■ Task item
Exactly as given, restate each record that follows.

■ Extracted records
//! Pure text scanners over raw share-page HTML
//!
//! Every scanner is a regex over the unparsed page text: the embedded JSON is
//! not guaranteed to be well-formed inside the surrounding markup, so nothing
//! here attempts a real parse.

pub mod fields;
pub mod images;
pub mod link;
pub mod record;
pub mod video;

pub use fields::{parse_author, parse_create_time, parse_description, parse_statistics, Author, Statistics};
pub use images::parse_image_list;
pub use link::extract_douyin_url;
pub use record::{ContentType, VideoRecord};
pub use video::find_play_token;
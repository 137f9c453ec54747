use serde::{Deserialize, Serialize};
use strum::{AsRefStr, Display, EnumString};

/// What kind of post a share link points at
#[derive(Debug, Clone, Copy, PartialEq, Eq, Serialize, Deserialize, Display, EnumString, AsRefStr)]
#[serde(rename_all = "kebab-case")]
#[strum(serialize_all = "kebab-case")]
pub enum ContentType {
    Video,
    ImageGallery,
}

/// Metadata scraped from one share page.
///
/// Built once per call and never mutated. Optional fields are `None` when
/// their pattern did not match; that is not an error.
#[derive(Debug, Clone, PartialEq, Eq, Serialize, Deserialize)]
#[serde(rename_all = "camelCase")]
pub struct VideoRecord {
    /// Platform id (`aweme_id`) from the statistics block
    pub id: Option<String>,
    pub comment_count: Option<u64>,
    /// `digg_count` on the page
    pub like_count: Option<u64>,
    pub share_count: Option<u64>,
    pub collect_count: Option<u64>,
    pub author_nickname: Option<String>,
    pub author_signature: Option<String>,
    pub description: Option<String>,
    /// Local time, `YYYY-MM-DD HH:MM:SS`
    pub created_at: Option<String>,
    /// Direct play URL; empty for galleries
    pub video_url: String,
    pub content_type: ContentType,
    /// Signed image URLs; empty for videos
    pub image_urls: Vec<String>,
}

impl VideoRecord {
    pub fn is_video(&self) -> bool {
        self.content_type == ContentType::Video
    }
}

■ Your solution
//! Pure text scanners over raw share-page HTML
//!
//! Every scanner is a regex over the unparsed page text: the embedded JSON is
//! not guaranteed to be well-formed inside the surrounding markup, so nothing
//! here attempts a real parse.

pub mod fields;
pub mod images;
pub mod link;
pub mod record;
pub mod video;

pub use fields::{parse_author, parse_create_time, parse_description, parse_statistics, Author, Statistics};
pub use images::parse_image_list;
pub use link::extract_douyin_url;
pub use record::{ContentType, VideoRecord};
pub use video::find_play_token;
repository 137f9c453ec54747
use serde::{Deserialize, Serialize};
use strum::{AsRefStr, Display, EnumString};

/// What kind of post a share link points at
#[derive(Debug, Clone, Copy, PartialEq, Eq, Serialize, Deserialize, Display, EnumString, AsRefStr)]
#[serde(rename_all = "kebab-case")]
#[strum(serialize_all = "kebab-case")]
pub enum ContentType {
    Video,
    ImageGallery,
}

/// Metadata scraped from one share page.
///
/// Built once per call and never mutated. Optional fields are `None` when
/// their pattern did not match; that is not an error.
#[derive(Debug, Clone, PartialEq, Eq, Serialize, Deserialize)]
#[serde(rename_all = "camelCase")]
pub struct VideoRecord {
    /// Platform id (`aweme_id`) from the statistics block
    pub id: Option<String>,
    pub comment_count: Option<u64>,
    /// `digg_count` on the page
    pub like_count: Option<u64>,
    pub share_count: Option<u64>,
    pub collect_count: Option<u64>,
    pub author_nickname: Option<String>,
    pub author_signature: Option<String>,
    pub description: Option<String>,
    /// Local time, `YYYY-MM-DD HH:MM:SS`
    pub created_at: Option<String>,
    /// Direct play URL; empty for galleries
    pub video_url: String,
    pub content_type: ContentType,
    /// Signed image URLs; empty for videos
    pub image_urls: Vec<String>,
}

impl VideoRecord {
    pub fn is_video(&self) -> bool {
        self.content_type == ContentType::Video
    }
}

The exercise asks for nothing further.